The main limitation of this meta-analysis is the relative paucity of randomized controlled trials. As a result, there are too few studies for a number of medications, including orlistat and topiramate. Furthermore, there are no head-to-head studies of pharmacologic interventions, and only one study compared pharmacologic, nonpharmacologic, and combined pharmacologic plus non-pharmacologic interventions against placebo (
Wu et al, 2008b). Another related limitation is the heterogeneity of the results across individual studies that did not seem to be related to treatment setting, treatment duration, illness chronicity, and timing of the intervention, yet, our attempt to examine this heterogeneity through sensitivity analyses was hindered by a lack of statistical power. Thus, the variability of the effects may be explained by biological and/or environmental differences in patient cohorts and treatment environments, including studies that were performed in China and Venezuela, societies with different populations, weight norms and diets than in North America and Europe. Moreover, the heterogeneity of the results could also be due to different weight loss mechanisms of individual augmenting agents, and the strength of this effect could even differ based on which antipsychotic caused or maintains the weight gain and/or metabolic changes. It is noteworthy that we were not able to substantiate that metformin or other medications, for which information was available, were associated with greater rates of nausea that could be related to the observed weight loss. In spite of these limitations, this is the largest meta-analysis of pharmacologic weight loss interventions for antipsychotic weight gain. Compared with the previous meta-analysis on this topic (
Faulkner et al, 2007b), we included an additional 10 trials and 714 patients, allowing a more in-depth assessment of some individual agents and the added exploration of moderating variables.

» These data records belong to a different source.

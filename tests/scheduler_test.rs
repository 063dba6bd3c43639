//! Integration tests for the task scheduler.
//!
//! Timing-sensitive cases run under tokio's paused clock so backoff and
//! timeout assertions are deterministic.

use std::sync::atomic::{AtomicUsize, Ordering};
use std::sync::Arc;
use std::time::Duration;

use parking_lot::Mutex;

use watchtower_runtime::config::SchedulerConfig;
use watchtower_runtime::core::{Priority, SchedulerError, Task, TaskError, TaskScheduler};

fn config(max_concurrency: usize, queue_capacity: usize) -> SchedulerConfig {
    SchedulerConfig {
        max_concurrency,
        queue_capacity,
        default_timeout_ms: 5_000,
        default_max_retries: 0,
        retry_base_delay_ms: 100,
    }
}

#[tokio::test(start_paused = true)]
async fn bounded_concurrency_never_exceeds_limit() {
    let scheduler = TaskScheduler::new(&config(2, 64));
    let active = Arc::new(AtomicUsize::new(0));
    let peak = Arc::new(AtomicUsize::new(0));

    for i in 0..10u32 {
        let active = Arc::clone(&active);
        let peak = Arc::clone(&peak);
        let task = Task::from_fn(move || {
            let active = Arc::clone(&active);
            let peak = Arc::clone(&peak);
            async move {
                let now = active.fetch_add(1, Ordering::SeqCst) + 1;
                peak.fetch_max(now, Ordering::SeqCst);
                tokio::time::sleep(Duration::from_millis(20)).await;
                active.fetch_sub(1, Ordering::SeqCst);
                Ok(i)
            }
        });
        scheduler.submit(task).unwrap();
    }

    scheduler.await_idle().await;
    assert!(peak.load(Ordering::SeqCst) <= 2);
    assert_eq!(scheduler.stats().completed, 10);
    assert_eq!(scheduler.stats().peak_concurrency, 2);
}

#[tokio::test]
async fn priority_order_drains_high_before_normal_before_low() {
    let scheduler = TaskScheduler::new(&config(1, 64));
    let order: Arc<Mutex<Vec<&'static str>>> = Arc::new(Mutex::new(Vec::new()));

    for (name, priority) in [
        ("a", Priority::Low),
        ("b", Priority::High),
        ("c", Priority::Normal),
    ] {
        let order = Arc::clone(&order);
        scheduler
            .submit(
                Task::from_fn(move || {
                    let order = Arc::clone(&order);
                    async move {
                        order.lock().push(name);
                        Ok(())
                    }
                })
                .with_priority(priority),
            )
            .unwrap();
    }

    scheduler.await_idle().await;
    assert_eq!(*order.lock(), vec!["b", "c", "a"]);
}

#[tokio::test]
async fn fifo_within_equal_priority() {
    let scheduler = TaskScheduler::new(&config(1, 64));
    let order: Arc<Mutex<Vec<u32>>> = Arc::new(Mutex::new(Vec::new()));

    for i in 0..10u32 {
        let order = Arc::clone(&order);
        scheduler
            .submit(Task::from_fn(move || {
                let order = Arc::clone(&order);
                async move {
                    order.lock().push(i);
                    Ok(())
                }
            }))
            .unwrap();
    }

    scheduler.await_idle().await;
    assert_eq!(*order.lock(), (0..10).collect::<Vec<_>>());
}

#[tokio::test(start_paused = true)]
async fn failing_task_retries_with_exponential_backoff() {
    let mut cfg = config(1, 16);
    cfg.retry_base_delay_ms = 100;
    let scheduler = TaskScheduler::new(&cfg);
    let attempts = Arc::new(AtomicUsize::new(0));

    let started = tokio::time::Instant::now();
    let attempts_in = Arc::clone(&attempts);
    let handle = scheduler
        .submit(
            Task::from_fn(move || {
                let attempts = Arc::clone(&attempts_in);
                async move {
                    attempts.fetch_add(1, Ordering::SeqCst);
                    Err::<(), _>(anyhow::anyhow!("flaky dependency"))
                }
            })
            .with_max_retries(3),
        )
        .unwrap();

    let result = handle.await;
    // One initial attempt plus three retries.
    assert_eq!(attempts.load(Ordering::SeqCst), 4);
    assert!(!result.is_success());
    assert_eq!(result.retry_count, 3);
    assert!(matches!(result.error, Some(TaskError::Failed(_))));

    // Backoff delays: 100 + 200 + 400 ms minimum.
    assert!(started.elapsed() >= Duration::from_millis(700));

    let stats = scheduler.stats();
    assert_eq!(stats.retried, 3);
    assert_eq!(stats.failed, 1);
    assert_eq!(stats.completed, 0);
}

#[tokio::test(start_paused = true)]
async fn timeout_fires_at_the_timeout_not_the_closure_duration() {
    let scheduler = TaskScheduler::new(&config(1, 16));

    let started = tokio::time::Instant::now();
    let handle = scheduler
        .submit(
            Task::from_fn(|| async {
                tokio::time::sleep(Duration::from_millis(500)).await;
                Ok(())
            })
            .with_timeout(Duration::from_millis(50)),
        )
        .unwrap();

    let result = handle.await;
    let elapsed = started.elapsed();
    assert!(matches!(result.error, Some(TaskError::Timeout(_))));
    assert!(elapsed >= Duration::from_millis(50));
    assert!(elapsed < Duration::from_millis(500));
    assert_eq!(scheduler.stats().timed_out, 1);
}

#[tokio::test]
async fn submit_fails_fast_when_queue_is_full() {
    let scheduler = TaskScheduler::new(&config(1, 2));

    // Nothing yields between these submits, so the queue still holds
    // both tasks when the third arrives.
    scheduler
        .submit(Task::from_fn(|| async { Ok(()) }))
        .unwrap();
    scheduler
        .submit(Task::from_fn(|| async { Ok(()) }))
        .unwrap();
    let err = scheduler
        .submit(Task::from_fn(|| async { Ok(()) }))
        .unwrap_err();
    assert!(matches!(err, SchedulerError::QueueFull(2)));

    scheduler.await_idle().await;
    assert_eq!(scheduler.stats().completed, 2);
}

#[tokio::test(start_paused = true)]
async fn cancel_all_drops_queued_tasks_and_spares_running_ones() {
    let scheduler = TaskScheduler::new(&config(1, 16));

    let mut handles = Vec::new();
    for _ in 0..4 {
        handles.push(
            scheduler
                .submit(Task::from_fn(|| async {
                    tokio::time::sleep(Duration::from_millis(100)).await;
                    Ok(())
                }))
                .unwrap(),
        );
    }

    // Let the drain loop claim the head task (running) and the one
    // behind it (waiting on a permit); the rest stay queued.
    tokio::time::sleep(Duration::from_millis(1)).await;
    scheduler.cancel_all();

    let results = futures::future::join_all(handles).await;
    let cancelled = results
        .iter()
        .filter(|r| matches!(r.error, Some(TaskError::Cancelled)))
        .count();
    let succeeded = results.iter().filter(|r| r.is_success()).count();
    assert_eq!(cancelled, 2);
    assert_eq!(succeeded, 2);
    assert_eq!(scheduler.stats().cancelled, 2);
}

#[tokio::test(start_paused = true)]
async fn submit_batch_returns_one_result_per_task() {
    let scheduler = TaskScheduler::new(&config(2, 16));

    let tasks = vec![
        Task::from_fn(|| async { Ok(1u32) }).with_id("one"),
        Task::from_fn(|| async { Err::<u32, _>(anyhow::anyhow!("boom")) }).with_id("two"),
        Task::from_fn(|| async { Ok(3u32) }).with_id("three"),
    ];

    let results = scheduler.submit_batch(tasks).await.unwrap();
    assert_eq!(results.len(), 3);
    assert_eq!(results[0].id, "one");
    assert_eq!(results[0].value, Some(1));
    assert!(matches!(results[1].error, Some(TaskError::Failed(_))));
    assert_eq!(results[2].value, Some(3));
}

#[tokio::test]
async fn submit_batch_rejects_oversized_batches_whole() {
    let scheduler: TaskScheduler<u32> = TaskScheduler::new(&config(1, 2));

    let tasks: Vec<Task<u32>> = (0..3)
        .map(|i| Task::from_fn(move || async move { Ok(i) }))
        .collect();
    let err = scheduler.submit_batch(tasks).await.unwrap_err();
    assert!(matches!(err, SchedulerError::QueueFull(2)));
    assert_eq!(scheduler.stats().total_tasks, 0);
}

#[tokio::test]
async fn submit_batch_is_rejected_whole_when_capacity_is_partly_used() {
    let scheduler = TaskScheduler::new(&config(1, 2));
    scheduler
        .submit(Task::from_fn(|| async { Ok(0u32) }))
        .unwrap();

    let tasks: Vec<Task<u32>> = (1..3)
        .map(|i| Task::from_fn(move || async move { Ok(i) }))
        .collect();
    let err = scheduler.submit_batch(tasks).await.unwrap_err();
    assert!(matches!(err, SchedulerError::QueueFull(2)));
    // Only the standalone submission entered the system.
    assert_eq!(scheduler.stats().total_tasks, 1);

    scheduler.await_idle().await;
    assert_eq!(scheduler.stats().completed, 1);
}

// Hammers the submit/complete/idle interleaving across worker threads;
// a false idle signal shows up as a completion count short of the round's
// total.
#[tokio::test(flavor = "multi_thread", worker_threads = 4)]
async fn await_idle_never_resolves_before_every_task_finishes() {
    let scheduler = TaskScheduler::new(&config(2, 256));
    let completed = Arc::new(AtomicUsize::new(0));

    for round in 0..50usize {
        for _ in 0..4 {
            let completed = Arc::clone(&completed);
            scheduler
                .submit(Task::from_fn(move || {
                    let completed = Arc::clone(&completed);
                    async move {
                        tokio::task::yield_now().await;
                        completed.fetch_add(1, Ordering::SeqCst);
                        Ok(())
                    }
                }))
                .unwrap();
        }
        scheduler.await_idle().await;
        assert_eq!(completed.load(Ordering::SeqCst), (round + 1) * 4);
    }
}

#[tokio::test]
async fn await_idle_resolves_immediately_when_nothing_submitted() {
    let scheduler: TaskScheduler<()> = TaskScheduler::new(&config(2, 16));
    scheduler.await_idle().await;
}

#[tokio::test(start_paused = true)]
async fn raising_the_concurrency_limit_takes_effect() {
    let scheduler = TaskScheduler::new(&config(1, 32));

    for _ in 0..6 {
        scheduler
            .submit(Task::from_fn(|| async {
                tokio::time::sleep(Duration::from_millis(50)).await;
                Ok(())
            }))
            .unwrap();
    }
    tokio::time::sleep(Duration::from_millis(1)).await;
    scheduler.set_concurrency_limit(3);
    assert_eq!(scheduler.concurrency_limit(), 3);

    scheduler.await_idle().await;
    let stats = scheduler.stats();
    assert_eq!(stats.completed, 6);
    assert!(stats.peak_concurrency >= 2);
    assert!(stats.peak_concurrency <= 3);
}

#[tokio::test(start_paused = true)]
async fn end_to_end_five_tasks_limit_two() {
    let scheduler = TaskScheduler::new(&config(2, 16));

    let mut handles = Vec::new();
    for i in 0..5u32 {
        handles.push(
            scheduler
                .submit(Task::from_fn(move || async move {
                    tokio::time::sleep(Duration::from_millis(10)).await;
                    Ok(i)
                }))
                .unwrap(),
        );
    }

    scheduler.await_idle().await;
    let stats = scheduler.stats();
    assert_eq!(stats.completed, 5);
    assert_eq!(stats.peak_concurrency, 2);
    assert_eq!(stats.active_count, 0);
    assert_eq!(stats.current_queue_size, 0);
    assert!(stats.success_rate > 0.999);

    let results = futures::future::join_all(handles).await;
    let mut values: Vec<u32> = results.into_iter().filter_map(|r| r.value).collect();
    values.sort_unstable();
    assert_eq!(values, vec![0, 1, 2, 3, 4]);
}

#[tokio::test]
async fn shutdown_rejects_new_submissions() {
    let scheduler: TaskScheduler<()> = TaskScheduler::new(&config(1, 16));
    scheduler.shutdown();
    let err = scheduler
        .submit(Task::from_fn(|| async { Ok(()) }))
        .unwrap_err();
    assert!(matches!(err, SchedulerError::Shutdown));
}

The heterogeneous and relatively modest results of pharmacologic interventions for antipsychotic weight gain indicate the urgent need for more research in this area of high public health importance. Future research should consist of large studies that assess a wide array of body composition and metabolic parameters, document previous treatment history and weight change carefully, and focus on moderators and mediators of the response, ideally including a pharmacogenetic component (
Correll and Malhotra, 2004). Studies are also needed that document the time course and sustainability of weight loss over longer periods of time. Moreover, studies are needed in antipsychotic-naïve patients and in children and adolescents, who are at particular risk for weight gain and its long-term consequences (
Alvarez-Jimenez et al, 2008;
Correll, 2008). Furthermore, studies should be conducted in patients with disorders other than schizophrenia for which antipsychotics are endorsed (
Suppes et al, 2005) or prescribed frequently (
Olfson et al, 2006). Finally, studies are needed that examine the mechanisms of antipsychotic-induced weight gain and metabolic abnormalities to enable the development and testing of more targeted interventions that are hoped to be associated with greater weight loss efficacy and improved health outcomes in patients requiring antipsychotic treatment.